#### THE DATA
BEGIN
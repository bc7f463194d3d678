//! Effects - side effects declared by the reducer

use tracing::warn;

use crate::action::Action;
use crate::api::WeatherClient;

/// Side effects that can be triggered by actions
#[derive(Debug, Clone, PartialEq)]
pub enum Effect {
    /// Fetch current weather for `city`, tagged with the request generation
    FetchWeather { request_id: u64, city: String },
}

/// Run a fetch and turn the outcome into the action that completes it.
///
/// The result keeps the `request_id` it was issued with so the reducer can
/// drop it if a newer lookup has started since.
pub async fn resolve_fetch(client: &WeatherClient, request_id: u64, city: &str) -> Action {
    match client.fetch_current(city).await {
        Ok(result) => Action::WeatherDidLoad { request_id, result },
        Err(e) => {
            warn!(city, request_id, error = %e, "weather lookup failed");
            Action::WeatherDidError {
                request_id,
                message: e.user_message(),
            }
        }
    }
}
END
#### WORK INSTRUCTIONS
In the entries above, the lines from the one bearing "that completes it." up to and including the one bearing "pub async fn" should be transcribed exactly; no other line is wanted.

#### ANSWER TO THIS EXERCISE
/// Run a fetch and turn the outcome into the action that completes it.
///
/// The result keeps the `request_id` it was issued with so the reducer can
/// drop it if a newer lookup has started since.
pub async fn resolve_fetch(client: &WeatherClient, request_id: u64, city: &str) -> Action {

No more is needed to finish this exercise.